# [Input data]
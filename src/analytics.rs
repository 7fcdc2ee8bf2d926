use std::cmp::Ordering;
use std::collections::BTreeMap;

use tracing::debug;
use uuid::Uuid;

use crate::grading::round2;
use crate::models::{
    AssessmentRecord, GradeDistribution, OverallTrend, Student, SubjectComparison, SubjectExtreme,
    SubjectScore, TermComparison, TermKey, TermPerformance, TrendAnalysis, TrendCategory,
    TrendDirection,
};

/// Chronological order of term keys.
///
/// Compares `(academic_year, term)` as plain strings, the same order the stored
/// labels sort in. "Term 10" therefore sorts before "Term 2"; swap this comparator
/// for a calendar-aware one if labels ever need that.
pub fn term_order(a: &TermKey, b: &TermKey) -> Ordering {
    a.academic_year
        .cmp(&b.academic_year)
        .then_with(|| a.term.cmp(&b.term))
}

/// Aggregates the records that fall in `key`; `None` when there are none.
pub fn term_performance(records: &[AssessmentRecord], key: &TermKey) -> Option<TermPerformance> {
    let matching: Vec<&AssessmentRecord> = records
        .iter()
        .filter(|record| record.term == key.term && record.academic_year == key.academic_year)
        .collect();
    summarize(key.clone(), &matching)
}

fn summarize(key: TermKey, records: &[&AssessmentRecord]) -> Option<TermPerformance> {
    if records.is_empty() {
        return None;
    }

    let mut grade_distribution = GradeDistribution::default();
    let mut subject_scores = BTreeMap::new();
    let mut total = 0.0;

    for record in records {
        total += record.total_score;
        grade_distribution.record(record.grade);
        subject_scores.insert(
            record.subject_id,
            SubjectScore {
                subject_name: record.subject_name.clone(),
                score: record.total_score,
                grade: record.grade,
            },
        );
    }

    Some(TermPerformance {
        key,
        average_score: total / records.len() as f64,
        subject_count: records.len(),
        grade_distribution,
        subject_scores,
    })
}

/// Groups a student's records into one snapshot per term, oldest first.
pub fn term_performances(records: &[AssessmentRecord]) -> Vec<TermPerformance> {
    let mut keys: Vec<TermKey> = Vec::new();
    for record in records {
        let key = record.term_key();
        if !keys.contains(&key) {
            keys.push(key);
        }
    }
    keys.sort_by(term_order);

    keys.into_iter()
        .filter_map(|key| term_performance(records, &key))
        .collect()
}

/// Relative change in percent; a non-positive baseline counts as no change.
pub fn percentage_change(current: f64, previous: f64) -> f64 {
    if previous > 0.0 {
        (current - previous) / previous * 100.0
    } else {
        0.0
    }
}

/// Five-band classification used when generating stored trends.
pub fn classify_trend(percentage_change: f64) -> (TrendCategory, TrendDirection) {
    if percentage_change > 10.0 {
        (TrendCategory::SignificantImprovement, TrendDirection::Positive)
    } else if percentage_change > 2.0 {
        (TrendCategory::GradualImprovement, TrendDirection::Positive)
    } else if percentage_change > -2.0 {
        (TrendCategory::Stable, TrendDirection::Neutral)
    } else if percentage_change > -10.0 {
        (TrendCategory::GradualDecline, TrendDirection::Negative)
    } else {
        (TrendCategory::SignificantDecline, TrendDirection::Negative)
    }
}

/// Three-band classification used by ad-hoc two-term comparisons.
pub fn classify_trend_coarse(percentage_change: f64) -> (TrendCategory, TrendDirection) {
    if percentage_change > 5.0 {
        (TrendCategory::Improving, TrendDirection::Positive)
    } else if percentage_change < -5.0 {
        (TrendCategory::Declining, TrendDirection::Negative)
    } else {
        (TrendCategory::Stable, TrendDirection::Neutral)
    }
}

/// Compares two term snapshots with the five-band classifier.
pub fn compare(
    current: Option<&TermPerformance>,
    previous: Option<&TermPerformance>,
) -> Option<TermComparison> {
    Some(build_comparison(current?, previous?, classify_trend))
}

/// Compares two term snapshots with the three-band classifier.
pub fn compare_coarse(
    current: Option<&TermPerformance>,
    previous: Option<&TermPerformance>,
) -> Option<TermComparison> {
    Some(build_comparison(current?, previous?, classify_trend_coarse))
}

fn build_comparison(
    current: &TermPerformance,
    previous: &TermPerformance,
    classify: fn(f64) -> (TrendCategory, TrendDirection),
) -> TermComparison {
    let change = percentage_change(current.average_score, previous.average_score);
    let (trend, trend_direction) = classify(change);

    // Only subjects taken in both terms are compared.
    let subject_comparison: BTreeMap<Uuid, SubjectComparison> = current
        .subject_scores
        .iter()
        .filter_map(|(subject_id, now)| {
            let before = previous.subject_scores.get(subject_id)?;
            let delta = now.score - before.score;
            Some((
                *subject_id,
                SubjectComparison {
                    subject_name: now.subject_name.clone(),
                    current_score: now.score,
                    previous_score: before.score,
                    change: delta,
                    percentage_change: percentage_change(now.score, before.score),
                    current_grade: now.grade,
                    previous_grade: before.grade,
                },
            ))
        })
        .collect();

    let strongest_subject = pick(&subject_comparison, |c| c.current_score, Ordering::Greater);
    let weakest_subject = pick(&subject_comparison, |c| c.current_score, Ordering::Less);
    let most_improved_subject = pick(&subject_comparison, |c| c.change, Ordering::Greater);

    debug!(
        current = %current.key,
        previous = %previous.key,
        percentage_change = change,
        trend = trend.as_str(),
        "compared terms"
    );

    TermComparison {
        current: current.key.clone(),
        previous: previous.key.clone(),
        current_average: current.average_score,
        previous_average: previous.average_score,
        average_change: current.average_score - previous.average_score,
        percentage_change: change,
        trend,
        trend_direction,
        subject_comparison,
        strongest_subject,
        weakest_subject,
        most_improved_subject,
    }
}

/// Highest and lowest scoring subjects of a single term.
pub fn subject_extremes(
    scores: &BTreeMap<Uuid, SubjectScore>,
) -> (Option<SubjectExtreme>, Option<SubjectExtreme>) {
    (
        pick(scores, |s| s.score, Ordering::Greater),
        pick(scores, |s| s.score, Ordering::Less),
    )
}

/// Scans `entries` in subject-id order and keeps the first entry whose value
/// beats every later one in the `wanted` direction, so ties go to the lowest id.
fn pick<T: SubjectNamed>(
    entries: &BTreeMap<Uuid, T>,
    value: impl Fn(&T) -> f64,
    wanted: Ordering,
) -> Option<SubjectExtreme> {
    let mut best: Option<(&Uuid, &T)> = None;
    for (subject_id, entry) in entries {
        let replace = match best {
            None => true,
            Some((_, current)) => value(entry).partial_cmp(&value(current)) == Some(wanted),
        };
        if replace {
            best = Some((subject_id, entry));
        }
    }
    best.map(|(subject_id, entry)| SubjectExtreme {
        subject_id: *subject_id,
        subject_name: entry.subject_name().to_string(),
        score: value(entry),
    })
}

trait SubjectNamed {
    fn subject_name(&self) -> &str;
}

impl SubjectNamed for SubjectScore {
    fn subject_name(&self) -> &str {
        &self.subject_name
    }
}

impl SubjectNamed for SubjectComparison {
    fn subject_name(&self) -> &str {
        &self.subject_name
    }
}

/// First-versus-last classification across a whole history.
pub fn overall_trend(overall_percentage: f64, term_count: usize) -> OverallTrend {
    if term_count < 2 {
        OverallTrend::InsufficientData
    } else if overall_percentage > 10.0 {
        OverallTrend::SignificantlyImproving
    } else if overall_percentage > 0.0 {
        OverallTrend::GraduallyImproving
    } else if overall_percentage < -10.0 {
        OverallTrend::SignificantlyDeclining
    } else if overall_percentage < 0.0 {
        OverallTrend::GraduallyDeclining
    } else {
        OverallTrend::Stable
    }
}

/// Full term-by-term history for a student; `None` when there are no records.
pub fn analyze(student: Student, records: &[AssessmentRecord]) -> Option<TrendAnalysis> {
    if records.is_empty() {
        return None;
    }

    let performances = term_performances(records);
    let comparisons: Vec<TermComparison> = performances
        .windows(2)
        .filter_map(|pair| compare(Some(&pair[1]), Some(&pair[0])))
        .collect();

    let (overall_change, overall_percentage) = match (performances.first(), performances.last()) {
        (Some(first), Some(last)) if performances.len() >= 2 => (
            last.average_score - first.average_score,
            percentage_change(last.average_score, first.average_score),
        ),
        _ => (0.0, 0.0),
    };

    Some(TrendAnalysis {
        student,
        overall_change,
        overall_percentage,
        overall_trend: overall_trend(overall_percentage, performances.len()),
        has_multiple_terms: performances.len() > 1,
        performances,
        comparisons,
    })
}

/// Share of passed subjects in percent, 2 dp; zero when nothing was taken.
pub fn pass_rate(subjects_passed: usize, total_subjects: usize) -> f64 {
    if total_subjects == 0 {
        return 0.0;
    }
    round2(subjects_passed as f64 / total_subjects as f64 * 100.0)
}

# [Task]
Wherever the word "TermPerformance" appears in the entries above, copy that whole line.

# [Answer for the task]
    SubjectScore, TermComparison, TermKey, TermPerformance, TrendAnalysis, TrendCategory,
pub fn term_performance(records: &[AssessmentRecord], key: &TermKey) -> Option<TermPerformance> {
fn summarize(key: TermKey, records: &[&AssessmentRecord]) -> Option<TermPerformance> {
    Some(TermPerformance {
pub fn term_performances(records: &[AssessmentRecord]) -> Vec<TermPerformance> {
    current: Option<&TermPerformance>,
    previous: Option<&TermPerformance>,
    current: Option<&TermPerformance>,
    previous: Option<&TermPerformance>,
    current: &TermPerformance,
    previous: &TermPerformance,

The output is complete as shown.